## DATA FOR REVIEW
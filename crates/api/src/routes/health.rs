//! # 健康检查路由控制器

use axum::Json;
use axum::extract::State;
use chrono::Utc;

use crate::server::AppState;
use crate::types::HealthResponse;

/// 健康检查
#[utoipa::path(
    get,
    path = "/health",
    tag = "系统 (System)",
    responses(
        (status = 200, description = "服务存活", body = HealthResponse)
    )
)]
pub async fn health(State(state): State<AppState>) -> Json<HealthResponse> {
    Json(HealthResponse {
        status: "ok".to_string(),
        timestamp: Utc::now().to_rfc3339(),
        uptime: state.started_at.elapsed().as_secs(),
    })
}
use async_trait::async_trait;
use serde::Serialize;
use serde_json::json;
use vega_core::chat::entity::{CardUpdate, ChannelRef, MessageRef, SignalCard};
use vega_core::chat::error::ChatError;
use vega_core::chat::port::ChatPort;

/// # Summary
/// A `ChatPort` implementation backed by the Discord REST API.
///
/// # Invariants
/// * `bot_token` must be a valid bot token with the DM scope.
/// * All calls are plain HTTPS requests; the gateway connection is a
///   separate concern (see [`crate::gateway`]).
pub struct DiscordRest {
    /// The bot token.
    bot_token: String,
    /// REST base URL, e.g. `https://discord.com/api/v10`.
    api_base: String,
    /// The HTTP client used for requests.
    client: reqwest::Client,
}

/// Embed field payload.
#[derive(Serialize)]
struct EmbedField<'a> {
    name: &'a str,
    value: &'a str,
    inline: bool,
}

impl DiscordRest {
    /// # Summary
    /// Creates a new `DiscordRest`.
    ///
    /// # Arguments
    /// * `bot_token` - The Discord bot token.
    /// * `api_base` - REST base URL (configurable for tests).
    pub fn new(bot_token: String, api_base: String) -> Self {
        Self {
            bot_token,
            api_base,
            client: reqwest::Client::new(),
        }
    }

    /// Issues an authenticated POST and decodes the JSON response body.
    async fn post_json(
        &self,
        url: &str,
        payload: &serde_json::Value,
    ) -> Result<serde_json::Value, ChatError> {
        let response = self
            .client
            .post(url)
            .header("Authorization", format!("Bot {}", self.bot_token))
            .json(payload)
            .send()
            .await
            .map_err(|e| ChatError::Network(e.to_string()))?;

        if !response.status().is_success() {
            let error_text = response.text().await.unwrap_or_default();
            return Err(ChatError::Platform(format!(
                "Discord API error: {}",
                error_text
            )));
        }

        response
            .json()
            .await
            .map_err(|e| ChatError::Platform(e.to_string()))
    }

    /// Builds the embed JSON for a signal card.
    fn embed_json(card: &SignalCard) -> serde_json::Value {
        let fields: Vec<serde_json::Value> = card
            .fields
            .iter()
            .map(|f| {
                json!(EmbedField {
                    name: &f.name,
                    value: &f.value,
                    inline: f.inline,
                })
            })
            .collect();

        let mut embed = json!({
            "title": card.title,
            "color": card.color,
            "fields": fields,
        });
        if let Some(description) = &card.description {
            embed["description"] = json!(description);
        }
        if let Some(footer) = &card.footer {
            embed["footer"] = json!({ "text": footer });
        }
        embed
    }

    /// Builds the action row with the three mutually exclusive buttons.
    fn action_row(signal_id: &str) -> serde_json::Value {
        json!([{
            "type": 1,
            "components": [
                {
                    "type": 2,
                    "style": 3,
                    "label": "✅ Confirm",
                    "custom_id": format!("confirm_{}", signal_id),
                },
                {
                    "type": 2,
                    "style": 4,
                    "label": "❌ Reject",
                    "custom_id": format!("reject_{}", signal_id),
                },
                {
                    "type": 2,
                    "style": 1,
                    "label": "📊 Details",
                    "custom_id": format!("details_{}", signal_id),
                },
            ],
        }])
    }
}

#[async_trait]
impl ChatPort for DiscordRest {
    /// # Summary
    /// Opens (or reuses) the DM channel with the given Discord user.
    ///
    /// # Logic
    /// `POST /users/@me/channels` is idempotent on the Discord side:
    /// it returns the existing DM channel when one already exists.
    async fn open_dm(&self, discord_user_id: &str) -> Result<ChannelRef, ChatError> {
        let url = format!("{}/users/@me/channels", self.api_base);
        let body = self
            .post_json(&url, &json!({ "recipient_id": discord_user_id }))
            .await?;

        let channel_id = body["id"]
            .as_str()
            .ok_or_else(|| ChatError::Platform("DM channel response missing id".into()))?;
        Ok(ChannelRef(channel_id.to_string()))
    }

    /// # Summary
    /// Sends a signal card, optionally with the action row attached.
    async fn send_card(
        &self,
        channel: &ChannelRef,
        card: &SignalCard,
    ) -> Result<MessageRef, ChatError> {
        let url = format!("{}/channels/{}/messages", self.api_base, channel.0);

        let mut payload = json!({ "embeds": [Self::embed_json(card)] });
        if card.with_actions
            && let Some(signal_id) = &card.signal_id
        {
            payload["components"] = Self::action_row(signal_id);
        }

        let body = self.post_json(&url, &payload).await?;
        let message_id = body["id"]
            .as_str()
            .ok_or_else(|| ChatError::Platform("Message response missing id".into()))?;
        Ok(MessageRef(message_id.to_string()))
    }

    /// # Summary
    /// Rewrites a rendered card into a terminal visual state and strips
    /// every action button.
    async fn update_card(
        &self,
        channel: &ChannelRef,
        message: &MessageRef,
        update: &CardUpdate,
    ) -> Result<(), ChatError> {
        let url = format!(
            "{}/channels/{}/messages/{}",
            self.api_base, channel.0, message.0
        );

        let payload = json!({
            "embeds": [{ "title": update.title, "color": update.color }],
            "components": [],
        });

        let response = self
            .client
            .patch(&url)
            .header("Authorization", format!("Bot {}", self.bot_token))
            .json(&payload)
            .send()
            .await
            .map_err(|e| ChatError::Network(e.to_string()))?;

        if !response.status().is_success() {
            let error_text = response.text().await.unwrap_or_default();
            return Err(ChatError::Platform(format!(
                "Discord API error: {}",
                error_text
            )));
        }
        Ok(())
    }

    /// # Summary
    /// Sends a plain-text message (command replies).
    async fn send_text(&self, channel: &ChannelRef, text: &str) -> Result<(), ChatError> {
        let url = format!("{}/channels/{}/messages", self.api_base, channel.0);
        self.post_json(&url, &json!({ "content": text })).await?;
        Ok(())
    }

    /// # Summary
    /// Replies to a button interaction with an ephemeral message
    /// (type 4 callback, flags 64 = only visible to the actor).
    async fn ack_interaction(
        &self,
        interaction_id: &str,
        interaction_token: &str,
        text: &str,
        card: Option<&SignalCard>,
    ) -> Result<(), ChatError> {
        let url = format!(
            "{}/interactions/{}/{}/callback",
            self.api_base, interaction_id, interaction_token
        );

        let mut data = json!({ "content": text, "flags": 64 });
        if let Some(card) = card {
            data["embeds"] = json!([Self::embed_json(card)]);
        }

        let response = self
            .client
            .post(&url)
            .header("Authorization", format!("Bot {}", self.bot_token))
            .json(&json!({ "type": 4, "data": data }))
            .send()
            .await
            .map_err(|e| ChatError::Network(e.to_string()))?;

        if !response.status().is_success() {
            let error_text = response.text().await.unwrap_or_default();
            return Err(ChatError::Platform(format!(
                "Discord API error: {}",
                error_text
            )));
        }
        Ok(())
    }
}
//! # 交易控制路由控制器
//!
//! 暂停/恢复信号生成：写入/删除缓存中的暂停标志，
//! 信号生成方在出信号前读取该标志。

use axum::Json;
use axum::extract::{Query, State};
use serde::Deserialize;
use utoipa::IntoParams;

use crate::error::ApiError;
use crate::middleware::auth::CurrentActor;
use crate::server::AppState;
use crate::types::{TradingStatusResponse, TradingToggleRequest, TradingToggleResponse};

#[derive(Debug, Deserialize, IntoParams)]
pub struct StatusQuery {
    /// 目标用户；缺省取 JWT 主体
    pub user_id: Option<String>,
}

/// 暂停信号生成
#[utoipa::path(
    post,
    path = "/api/v1/trading/pause",
    tag = "交易控制 (Trading)",
    security(("bearer_jwt" = [])),
    request_body = TradingToggleRequest,
    responses(
        (status = 200, description = "已暂停", body = TradingToggleResponse)
    )
)]
pub async fn pause_trading(
    State(state): State<AppState>,
    CurrentActor(claims): CurrentActor,
    Json(req): Json<TradingToggleRequest>,
) -> Result<Json<TradingToggleResponse>, ApiError> {
    let user_id = req.user_id.unwrap_or(claims.sub);
    state.signal_service.pause_trading(&user_id).await?;
    Ok(Json(TradingToggleResponse {
        success: true,
        message: "Trading paused".to_string(),
    }))
}

/// 恢复信号生成
#[utoipa::path(
    post,
    path = "/api/v1/trading/resume",
    tag = "交易控制 (Trading)",
    security(("bearer_jwt" = [])),
    request_body = TradingToggleRequest,
    responses(
        (status = 200, description = "已恢复", body = TradingToggleResponse)
    )
)]
pub async fn resume_trading(
    State(state): State<AppState>,
    CurrentActor(claims): CurrentActor,
    Json(req): Json<TradingToggleRequest>,
) -> Result<Json<TradingToggleResponse>, ApiError> {
    let user_id = req.user_id.unwrap_or(claims.sub);
    state.signal_service.resume_trading(&user_id).await?;
    Ok(Json(TradingToggleResponse {
        success: true,
        message: "Trading resumed".to_string(),
    }))
}

/// 查询暂停状态
#[utoipa::path(
    get,
    path = "/api/v1/trading/status",
    tag = "交易控制 (Trading)",
    security(("bearer_jwt" = [])),
    params(StatusQuery),
    responses(
        (status = 200, description = "当前暂停状态", body = TradingStatusResponse)
    )
)]
pub async fn get_trading_status(
    State(state): State<AppState>,
    CurrentActor(claims): CurrentActor,
    Query(query): Query<StatusQuery>,
) -> Result<Json<TradingStatusResponse>, ApiError> {
    let user_id = query.user_id.unwrap_or(claims.sub);
    let is_paused = state.signal_service.is_paused(&user_id).await?;
    Ok(Json(TradingStatusResponse { user_id, is_paused }))
}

## WORK TO BE COMPLETED
Check each line above for the string "types" and return those that contain it.

## YOUR RESPONSE
use crate::types::HealthResponse;
use crate::types::{TradingStatusResponse, TradingToggleRequest, TradingToggleResponse};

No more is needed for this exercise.